ACTION ITEM
Lines below that hold the word "GlobalStatsReply" must be copied in full.

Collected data

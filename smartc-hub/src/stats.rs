//! Read-only snapshots and their wire forms

use serde::Serialize;
use smartc_mesh::{RoutingPath, TopologyStats};

use crate::session::SessionStats;
use crate::wire::{GlobalStatsReply, RoutingPathReply, SessionStatsReply, TopologyStatsReply};

#[derive(Debug, Clone, Copy, Default, PartialEq, Eq, Serialize)]
pub struct GlobalStats {
    pub total_connections: usize,
    pub total_sessions: usize,
    pub memory_usage_bytes: usize,
    /// Free records ready for reuse
    pub pooled_available: usize,
    pub mesh_sessions: usize,
    pub mesh_peers: usize,
}

impl From<SessionStats> for SessionStatsReply {
    fn from(stats: SessionStats) -> Self {
        Self {
            session_id: stats.session_id.into_inner(),
            connection_count: stats.connection_count as u64,
            relay_node_count: stats.relay_node_count as u64,
        }
    }
}

impl From<GlobalStats> for GlobalStatsReply {
    fn from(stats: GlobalStats) -> Self {
        Self {
            total_connections: stats.total_connections as u64,
            total_sessions: stats.total_sessions as u64,
            memory_usage_bytes: stats.memory_usage_bytes as u64,
            pooled_available: stats.pooled_available as u64,
        }
    }
}

impl From<RoutingPath> for RoutingPathReply {
    fn from(path: RoutingPath) -> Self {
        Self {
            strategy: path.strategy.as_str().to_string(),
            direct_peers: path.direct_peers.into_iter().map(|id| id.into_inner()).collect(),
            relay_nodes: path.relay_nodes.into_iter().map(|id| id.into_inner()).collect(),
        }
    }
}

impl From<TopologyStats> for TopologyStatsReply {
    fn from(stats: TopologyStats) -> Self {
        Self {
            session_id: stats.session_id.into_inner(),
            total_nodes: stats.total_nodes as u64,
            relay_nodes: stats.relay_nodes as u64,
            average_latency_ms: stats.average_latency_ms,
            strategy: stats.strategy.as_str().to_string(),
        }
    }
}
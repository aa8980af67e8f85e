//! Error types shared across the signaling crates

use thiserror::Error;

#[derive(Error, Debug)]
pub enum Error {
    /// Unknown connection or session id. Callers treat this as a neutral no-op.
    #[error("Not found: {0}")]
    NotFound(String),

    /// Payload or frame failed structural validation
    #[error("Malformed payload: {0}")]
    MalformedPayload(String),

    /// A configured ceiling (connections, sessions, peers per session) was hit
    #[error("Resource exhausted: {0}")]
    ResourceExhausted(String),

    #[error("Already exists: {0}")]
    AlreadyExists(String),

    /// Internal state disagreed with itself; the affected session is rebuilt
    #[error("Invariant violation: {0}")]
    InvariantViolation(String),

    #[error("Configuration error: {0}")]
    Config(#[from] config::ConfigError),

    #[error("IO error: {0}")]
    Io(#[from] std::io::Error),
}

impl Error {
    /// Short machine-readable kind, carried in rejection replies
    #[must_use]
    pub const fn kind(&self) -> &'static str {
        match self {
            Self::NotFound(_) => "not_found",
            Self::MalformedPayload(_) => "malformed_payload",
            Self::ResourceExhausted(_) => "resource_exhausted",
            Self::AlreadyExists(_) => "already_exists",
            Self::InvariantViolation(_) => "invariant_violation",
            Self::Config(_) => "config",
            Self::Io(_) => "io",
        }
    }

    #[must_use]
    pub const fn is_not_found(&self) -> bool {
        matches!(self, Self::NotFound(_))
    }
}

pub type Result<T> = std::result::Result<T, Error>;
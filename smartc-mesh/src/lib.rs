//! Adaptive mesh topology manager.
//!
//! Decides per session whether peers connect as a full mesh, a hybrid of
//! direct links and relays, or mostly through elected relay nodes, and keeps
//! the relay election current as membership and capabilities change.

pub mod manager;
pub mod node;
pub mod routing;
pub mod topology;

pub use manager::{AdaptiveMesh, PeerRemoval};
pub use node::{PeerCapabilities, PeerNode};
pub use routing::{RoutingPath, RoutingStrategy, TopologyStats};
pub use topology::{MeshTopology, Recalculation};
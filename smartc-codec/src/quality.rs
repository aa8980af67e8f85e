use serde::{Deserialize, Serialize};
use std::fmt;
use std::str::FromStr;

use crate::error::CodecError;

/// Encoding quality. The discriminant is the tag written into keyframe headers.
#[derive(
    Debug, Clone, Copy, Default, PartialEq, Eq, Hash, PartialOrd, Ord, Serialize, Deserialize,
)]
#[serde(rename_all = "snake_case")]
#[repr(u8)]
pub enum QualityLevel {
    VeryLow = 0,
    Low = 1,
    #[default]
    Medium = 2,
    High = 3,
    VeryHigh = 4,
}

/// Per-level encoding parameters
#[derive(Debug, Clone, Copy, PartialEq, Eq)]
pub struct QualityParams {
    /// Channel values are rounded down to a multiple of this step
    pub quantization: u8,
    /// Square block edge in pixels
    pub block_size: usize,
    /// Mean absolute RGB difference a block must exceed to count as changed
    pub diff_threshold: u32,
}

impl QualityLevel {
    pub const ALL: [Self; 5] = [
        Self::VeryLow,
        Self::Low,
        Self::Medium,
        Self::High,
        Self::VeryHigh,
    ];

    #[must_use]
    pub const fn params(self) -> QualityParams {
        let (quantization, block_size, diff_threshold) = match self {
            Self::VeryLow => (32, 16, 30),
            Self::Low => (16, 8, 20),
            Self::Medium => (8, 8, 15),
            Self::High => (4, 4, 10),
            Self::VeryHigh => (2, 4, 5),
        };
        QualityParams {
            quantization,
            block_size,
            diff_threshold,
        }
    }

    #[must_use]
    pub const fn tag(self) -> u8 {
        self as u8
    }

    /// Map measured bandwidth in kbps to the level the encoder should use
    #[must_use]
    pub const fn from_bandwidth(kbps: u32) -> Self {
        match kbps {
            0..100 => Self::VeryLow,
            100..300 => Self::Low,
            300..800 => Self::Medium,
            800..2000 => Self::High,
            _ => Self::VeryHigh,
        }
    }

    #[must_use]
    pub const fn as_str(self) -> &'static str {
        match self {
            Self::VeryLow => "very_low",
            Self::Low => "low",
            Self::Medium => "medium",
            Self::High => "high",
            Self::VeryHigh => "very_high",
        }
    }
}

impl TryFrom<u8> for QualityLevel {
    type Error = CodecError;

    fn try_from(tag: u8) -> Result<Self, Self::Error> {
        Self::ALL
            .get(usize::from(tag))
            .copied()
            .ok_or(CodecError::UnknownQuality(tag))
    }
}

impl FromStr for QualityLevel {
    type Err = String;

    fn from_str(s: &str) -> Result<Self, Self::Err> {
        Self::ALL
            .into_iter()
            .find(|level| level.as_str() == s)
            .ok_or_else(|| format!("unknown quality level '{s}'"))
    }
}

impl fmt::Display for QualityLevel {
    fn fmt(&self, f: &mut fmt::Formatter<'_>) -> fmt::Result {
        f.write_str(self.as_str())
    }
}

ANSWER TO THIS EXERCISE
use crate::wire::{GlobalStatsReply, RoutingPathReply, SessionStatsReply, TopologyStatsReply};
impl From<GlobalStats> for GlobalStatsReply {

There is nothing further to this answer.